I find it fascinating that Bill Gates does not have a feed with full contents of his notes. I wish he was more open now, at least with his notes.

I realised today that Feedbin also supports following Twitter feeds and Podcasts. How usable is this? It really makes me curious, may be it can become one place where I catch up with all the stuff? Any one does that?

This week’s episode of Twit was really fun. Lively debates on varied topic, with logical point of views from smart people. It’s rare that a tech podcast does not regurgitate perspectives on same superficial tech updates.

★ Liked How to improve Twitter in 2018 by Dave Winer

Make a commitment to developers and make it irreversible.

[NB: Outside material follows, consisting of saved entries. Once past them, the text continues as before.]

//! Key access rules as seen by checks

use std::time::Duration;

use hostwatch::UNSUPPORTED_KEY;
use hostwatch::access::{AccessGate, RuleError, RuleSource};
use pretty_assertions::assert_eq;

use crate::helpers::{gate, scheduler};

#[test]
fn test_default_allow_with_system_run_denied() {
    let gate = gate(&["vfs.file.contents[/var/log/*]"], &["system.run[*]"]);

    assert!(gate.check_key("vfs.file.contents[/var/log/app.log]"));
    assert!(!gate.check_key("system.run[id]"));
    assert!(gate.check_key("net.tcp.port[,80]"));
}

#[test]
fn test_trailing_wildcard_parameter() {
    let gate = gate(&[], &["vfs.file.contents[/etc/passwd,*]"]);

    assert!(!gate.check_key("vfs.file.contents[/etc/passwd]"));
    assert!(!gate.check_key("vfs.file.contents[/etc/passwd,]"));
    assert!(!gate.check_key("vfs.file.contents[/etc/passwd,utf8]"));
    assert!(gate.check_key("vfs.file.contents[/etc/passwd ]"));
    assert!(gate.check_key("vfs.file.contents[/etc/shadow]"));
}

#[test]
fn test_failed_reload_keeps_active_rules() {
    let gate = AccessGate::new();
    gate.load_rules(&[], &[RuleSource::new(1, "agent.version")]).unwrap();

    let error = gate
        .load_rules(&[], &[RuleSource::new(4, "agent.version[")])
        .unwrap_err();
    assert!(matches!(error, RuleError::InvalidPattern { line: 4, .. }));
    assert!(!gate.check_key("agent.version"));

    let error = gate
        .load_rules(&[RuleSource::new(1, "*")], &[])
        .unwrap_err();
    assert!(matches!(error, RuleError::MatchesEverything));
}

#[tokio::test]
async fn test_checks_respect_reloaded_rules() {
    let gate = gate(&[], &[]);
    let scheduler = scheduler(gate.clone());
    let wait = Duration::from_secs(2);

    let before = scheduler.check_once("agent.version", wait).await.unwrap();
    assert!(!before.value.is_error());

    gate.load_rules(&[], &[RuleSource::new(1, "agent.*")]).unwrap();
    let after = scheduler.check_once("agent.version", wait).await.unwrap();
    assert_eq!(after.error_message(), Some(UNSUPPORTED_KEY));
}
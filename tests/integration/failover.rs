//! Address pool failover and server redirects

use std::sync::Arc;

use hostwatch::actors::active_checks::{ActiveChecksConfig, ActiveChecksHandle, ServerLink};
use hostwatch::actors::result_cache::{CacheConfig, ResultCacheHandle, Uploader};
use hostwatch::address::{AddressPool, DEFAULT_ACTIVE_PORT, parse_server_active};
use hostwatch::protocol::ConnectOptions;
use hostwatch::{CheckResult, Value};
use pretty_assertions::assert_eq;
use serde_json::json;

use crate::helpers::{FakeServer, TIMEOUT, check_list, closed_address, gate, scheduler};

#[tokio::test]
async fn test_refresh_fails_over_to_next_address() {
    let dead = closed_address().await;
    let server = FakeServer::start(check_list(&[(1, "agent.ping", "30s")])).await;
    let link = Arc::new(ServerLink::new(
        Arc::new(AddressPool::new([dead, server.address.clone()])),
        ConnectOptions::plain(TIMEOUT),
    ));
    let scheduler = scheduler(gate(&[], &[]));
    let cache = ResultCacheHandle::spawn(CacheConfig::new("test-host"), Some(link.clone() as Arc<dyn Uploader>), None);
    let connector = ActiveChecksHandle::spawn(
        ActiveChecksConfig::new("test-host"),
        link.clone(),
        scheduler.clone(),
        Arc::new(cache),
        1,
    );

    // the first attempt may already have run from the initial tick
    let _ = connector.refresh_now().await;
    connector.refresh_now().await.unwrap();

    assert_eq!(link.pool().get(), Some(server.address.clone()));
    assert_eq!(scheduler.stats().await.unwrap().tasks, 1);
}

#[tokio::test]
async fn test_delivery_and_refresh_share_the_pool() {
    let dead = closed_address().await;
    let server = FakeServer::start(check_list(&[])).await;
    let link = Arc::new(ServerLink::new(
        Arc::new(AddressPool::new([dead, server.address.clone()])),
        ConnectOptions::plain(TIMEOUT),
    ));
    let cache = ResultCacheHandle::spawn(CacheConfig::new("test-host"), Some(link.clone() as Arc<dyn Uploader>), None);

    cache.write(CheckResult::new(7, Value::Unsigned(1))).await.unwrap();
    assert!(cache.flush().await.is_err());
    assert_eq!(link.pool().get(), Some(server.address.clone()));

    assert_eq!(cache.flush().await.unwrap(), 1);
    assert_eq!(server.state.delivered_items(), vec![7]);
}

#[tokio::test]
async fn test_redirect_moves_traffic_until_reset() {
    let target = FakeServer::start(check_list(&[(1, "agent.ping", "30s")])).await;
    let origin = FakeServer::start(json!({
        "redirect": {"revision": 3, "address": target.address.to_string()},
    }))
    .await;

    let link = Arc::new(ServerLink::new(
        Arc::new(AddressPool::new([origin.address.clone()])),
        ConnectOptions::plain(TIMEOUT),
    ));
    let scheduler = scheduler(gate(&[], &[]));
    let cache = ResultCacheHandle::spawn(CacheConfig::new("test-host"), Some(link.clone() as Arc<dyn Uploader>), None);
    let connector = ActiveChecksHandle::spawn(
        ActiveChecksConfig::new("test-host"),
        link.clone(),
        scheduler.clone(),
        Arc::new(cache),
        1,
    );

    connector.refresh_now().await.unwrap();
    assert_eq!(scheduler.stats().await.unwrap().tasks, 1);

    let head = link.pool().get().unwrap();
    assert_eq!((head.port, head.revision), (target.address.port, 3));
    assert!(target.state.active_check_requests() >= 1);

    // an older redirect does not displace the current one
    assert!(!link.pool().add_redirect("elsewhere", 1, 2));

    target.set_checks(json!({"redirect": {"reset": true}}));
    let _ = connector.refresh_now().await;
    assert_eq!(link.pool().get(), Some(origin.address.clone()));
}

#[test]
fn test_cluster_pools_from_server_active() {
    let clusters = parse_server_active("a;b:20051,c", DEFAULT_ACTIVE_PORT).unwrap();
    let pools: Vec<AddressPool> = clusters.into_iter().map(AddressPool::new).collect();
    assert_eq!(pools.len(), 2);

    let first = &pools[0];
    assert_eq!(first.get().unwrap().host, "a");
    assert_eq!(first.next().unwrap().host, "b");
    assert_eq!(first.next().unwrap().host, "a");
}
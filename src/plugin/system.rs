//! Host information read through `sysinfo`

use std::sync::{Arc, Mutex};

use async_trait::async_trait;
use sysinfo::{ProcessRefreshKind, ProcessesToUpdate, System, UpdateKind};

use super::{Capabilities, ExportContext, Exporter, KeyInfo, Plugin, PluginError, no_parameters};
use crate::Value;

pub struct SystemExporter {
    sys: Mutex<System>,
}

impl SystemExporter {
    pub fn new() -> Self {
        Self {
            sys: Mutex::new(System::new()),
        }
    }

    fn with_system<T>(&self, f: impl FnOnce(&mut System) -> T) -> T {
        let mut guard = match self.sys.lock() {
            Ok(guard) => guard,
            Err(poisoned) => poisoned.into_inner(),
        };
        f(&mut guard)
    }

    fn uname() -> String {
        [
            System::name(),
            System::host_name(),
            System::kernel_version(),
            System::os_version(),
            Some(System::cpu_arch()),
        ]
        .into_iter()
        .map(|part| part.unwrap_or_else(|| "unknown".to_string()))
        .collect::<Vec<_>>()
        .join(" ")
    }

    fn memory(&self, params: &[String]) -> Result<Value, PluginError> {
        if params.len() > 1 {
            return Err(PluginError::InvalidParameters("Too many parameters.".to_string()));
        }
        let mode = params.first().map(String::as_str).unwrap_or("");

        self.with_system(|sys| {
            sys.refresh_memory();
            let total = sys.total_memory();
            match mode {
                "" | "total" => Ok(Value::Unsigned(total)),
                "used" => Ok(Value::Unsigned(sys.used_memory())),
                "available" => Ok(Value::Unsigned(sys.available_memory())),
                "free" => Ok(Value::Unsigned(sys.free_memory())),
                "pused" if total > 0 => {
                    Ok(Value::Float(sys.used_memory() as f64 / total as f64 * 100.0))
                }
                "pused" => Err(PluginError::Unavailable(
                    "Cannot obtain total memory size.".to_string(),
                )),
                _ => Err(PluginError::InvalidParameters(
                    "Invalid first parameter.".to_string(),
                )),
            }
        })
    }

    /// `proc.num[<name>,<user>,<state>,<cmdline>]`; only name and cmdline
    /// filters are supported, cmdline takes a regex or `@expression`
    fn process_count(
        &self,
        params: &[String],
        context: &ExportContext,
    ) -> Result<Value, PluginError> {
        if params.len() > 4 {
            return Err(PluginError::InvalidParameters("Too many parameters.".to_string()));
        }
        let param = |i: usize| params.get(i).map(String::as_str).unwrap_or("");
        if !param(1).is_empty() || !param(2).is_empty() {
            return Err(PluginError::InvalidParameters(
                "User and state filters are not supported.".to_string(),
            ));
        }
        let name = param(0);
        let cmdline = param(3);

        let candidates: Vec<(String, String)> = self.with_system(|sys| {
            sys.refresh_processes_specifics(
                ProcessesToUpdate::All,
                true,
                ProcessRefreshKind::nothing().with_cmd(UpdateKind::OnlyIfNotSet),
            );
            sys.processes()
                .values()
                .map(|p| {
                    let cmd = p
                        .cmd()
                        .iter()
                        .map(|arg| arg.to_string_lossy())
                        .collect::<Vec<_>>()
                        .join(" ");
                    (p.name().to_string_lossy().into_owned(), cmd)
                })
                .collect()
        });

        let mut count = 0u64;
        for (process_name, cmd) in candidates {
            if !name.is_empty() && process_name != name {
                continue;
            }
            if !cmdline.is_empty() {
                let matched = context
                    .expressions
                    .matches(cmdline, &cmd)
                    .map_err(|e| PluginError::InvalidParameters(e.to_string()))?;
                if !matched {
                    continue;
                }
            }
            count += 1;
        }
        Ok(Value::Unsigned(count))
    }
}

impl Default for SystemExporter {
    fn default() -> Self {
        Self::new()
    }
}

#[async_trait]
impl Exporter for SystemExporter {
    async fn export(
        &self,
        key: &str,
        params: &[String],
        context: &ExportContext,
    ) -> Result<Value, PluginError> {
        match key {
            "system.hostname" => {
                no_parameters(params)?;
                System::host_name().map(Value::Text).ok_or_else(|| {
                    PluginError::Unavailable("Cannot obtain host name.".to_string())
                })
            }
            "system.uname" => {
                no_parameters(params)?;
                Ok(Value::Text(Self::uname()))
            }
            "system.uptime" => {
                no_parameters(params)?;
                Ok(Value::Unsigned(System::uptime()))
            }
            "system.cpu.num" => {
                no_parameters(params)?;
                let count = self.with_system(|sys| {
                    sys.refresh_cpu_all();
                    sys.cpus().len()
                });
                Ok(Value::Unsigned(count as u64))
            }
            "vm.memory.size" => self.memory(params),
            "proc.num" => self.process_count(params, context),
            _ => Err(PluginError::UnsupportedKey),
        }
    }
}

pub fn plugin() -> Plugin {
    Plugin::new(
        "System",
        vec![
            KeyInfo::new("system.hostname", "Returns system host name."),
            KeyInfo::new("system.uname", "Returns system uname."),
            KeyInfo::new("system.uptime", "Returns system uptime in seconds."),
            KeyInfo::new("system.cpu.num", "Number of CPUs."),
            KeyInfo::new("vm.memory.size", "Memory size in bytes or in percentage from total.")
                .with_example("vm.memory.size[total]"),
            KeyInfo::new("proc.num", "The number of processes.").with_example("proc.num[]"),
        ],
        Capabilities::Exporter(Arc::new(SystemExporter::new())),
    )
}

What exactly this means is subject to negotiation. But no one company can do what a medium does. As great a company as Twitter might be, its not something companies were meant to do, imho.

★ Liked Fascism These Days by Brent Simmons

What if agents in the Secret Service or FBI begin quietly talking to bloggers or tweeters who express an anti-Trump point of view? No law needed. No take-down notice. It’s just agents doing their jobs.

Would you keep blogging after having a quiet meeting with a couple armed men who — politely and calmly — explain that they’re just checking to make sure you’re not a threat to national security?

Would you even tell anyone about the meeting?